July 22nd, 2011

rosas

vampiro

No final de 1977 vim viver para Coimbra, para o Bairro Norton de Matos. Vim contrariado. Depois de ter passado o ano lectivo anterior entre Trás-os-Montes e a Beira Alta, e um Verão na Amadora em que não conhecia ninguém, tinham começado as aulas no liceu da Amadora e eu tinha começado a fazer amigos e a ter vida social. Além de que o liceu da Amadora era uma animação, nomeadamente com a agitação política do período pós-revolucionário.

Detestei Coimbra. Não gostei do liceu, não gostei da casa para onde fui morar, não achei piada nenhuma à cidade. A primeira lembrança que tenho, e isto deve-se ter passado para aí nos princípios do mês de Novembro, foi de descer a São José para apanhar o trólei, o 5, sair na baixa, em frente à igreja de Santa Cruz (ainda havia trânsito na Ferreira Borges e na Visconde da Luz), e seguir a pé pela rua da Sofia até ao Arnado, para ir ter com os meus pais, e irmos almoçar, creio que ao refeitório da Liga dos Combatentes. Achei tudo decrépito. Hoje ainda é, talvez mais, mas agora sou fascinado pela rua da Sofia, que acho fabulosa.

Acho que já trazia desde a infância o gosto de ler, e sobretudo o dos livros. Em Mirandela fiz-me sócio de uma biblioteca e ia lá amiúde, só para trocar os livros, mesmo quando não os lia. Aliás em Coimbra também fui sócio da Biblioteca Municipal, quando funcionava no antigo refeitório de Santa Cruz. Um dos primeiros amigos que fiz no bairro, vizinho e colega de escola, também lia muito, e esse convívio foi determinante do desenvolvimento dessa cultura dos livros e da leitura.

Muito perto da minha casa, no Bairro, havia uma papelaria que também vendia jornais e tinha uma estante com livros. Era o Sabiá. Não sei se a variedade era muita, mas o que me lembro era da quantidade de livros das colecções Vampiro, policiais, e Argonauta, de ficção científica. Para além dos livros da biblioteca e dos que o meu amigo me emprestava, comecei, através de grandes esforços de engenharia financeira, a comprar no Sabiá livros policiais. Li, durante esses anos desde 1978 e até inícios dos anos 80, quando quando já andava na faculdade, literatura policial de forma quase compulsiva, quase exclusivamente através dos livros da colecção Vampiro.

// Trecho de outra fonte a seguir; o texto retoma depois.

// src/entity/beneficiary.rs

use chrono::{DateTime, Utc};
use serde::{Deserialize, Serialize};
use uuid::Uuid;

use super::coerce::{parse_active_flag, parse_instant};
use super::{EntitySchema, ImportEntity};
use crate::parse::NormalizedRow;
use crate::store::StoreData;

pub static BENEFICIARY_SCHEMA: EntitySchema = EntitySchema {
    label: "beneficiaries",
    required: &[
        "name",
        "email",
        "phone",
        "organization",
        "district",
        "programme",
    ],
    optional: &["date_enrolled", "is_active"],
    synonyms: &[
        ("full_name", "name"),
        ("beneficiary_name", "name"),
        ("email_address", "email"),
        ("emailaddress", "email"),
        ("phone_number", "phone"),
        ("phonenumber", "phone"),
        ("mobile", "phone"),
        ("mobile_number", "phone"),
        ("organisation", "organization"),
        ("program", "programme"),
        ("program_name", "programme"),
        ("programme_name", "programme"),
        ("dateenrolled", "date_enrolled"),
        ("date_of_enrollment", "date_enrolled"),
        ("date_of_enrolment", "date_enrolled"),
        ("enrollment_date", "date_enrolled"),
        ("enrolment_date", "date_enrolled"),
        ("isactive", "is_active"),
        ("active", "is_active"),
    ],
};

/// A programme participant.
#[derive(Debug, Clone, PartialEq, Serialize, Deserialize)]
pub struct Beneficiary {
    pub id: Uuid,
    pub name: String,
    pub email: String,
    pub phone: String,
    pub organization: String,
    pub district: String,
    pub programme: String,
    pub date_enrolled: DateTime<Utc>,
    pub is_active: bool,
    /// Set by device assignment, never by import.
    pub device_id: Option<String>,
    pub device_assigned_at: Option<DateTime<Utc>>,
    pub created_at: DateTime<Utc>,
    pub updated_at: DateTime<Utc>,
}

impl ImportEntity for Beneficiary {
    fn schema() -> &'static EntitySchema {
        &BENEFICIARY_SCHEMA
    }

    fn materialize(row: &NormalizedRow, now: DateTime<Utc>) -> Self {
        let text = |key: &str| row.get(key).trim().to_string();

        Self {
            id: Uuid::new_v4(),
            name: text("name"),
            email: text("email"),
            phone: text("phone"),
            organization: text("organization"),
            district: text("district"),
            programme: text("programme"),
            date_enrolled: parse_instant(row.get("date_enrolled")).unwrap_or(now),
            is_active: parse_active_flag(row.get("is_active")),
            device_id: None,
            device_assigned_at: None,
            created_at: now,
            updated_at: now,
        }
    }

    fn collection(data: &StoreData) -> &Vec<Self> {
        &data.beneficiaries
    }

    fn collection_mut(data: &mut StoreData) -> &mut Vec<Self> {
        &mut data.beneficiaries
    }
}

Graças à Vampiro, e a essas horas de alienação pura, acho que me habituei à cidade e aos poucos fui gostando cada vez mais dela. Ainda tenho com Coimbra uma relação complicada, sou implacável a detectar os mínimos defeitos, por vezes com uma atenção e uma exigência um pouco exagerada. Acho que era perfeitamente capaz de me mudar para viver noutra cidade, e lembro-me de três ou quatro onde gostaria de experimentar viver. Mas confesso que a maior parte do tempo não me apetece viver em mais lado nenhum.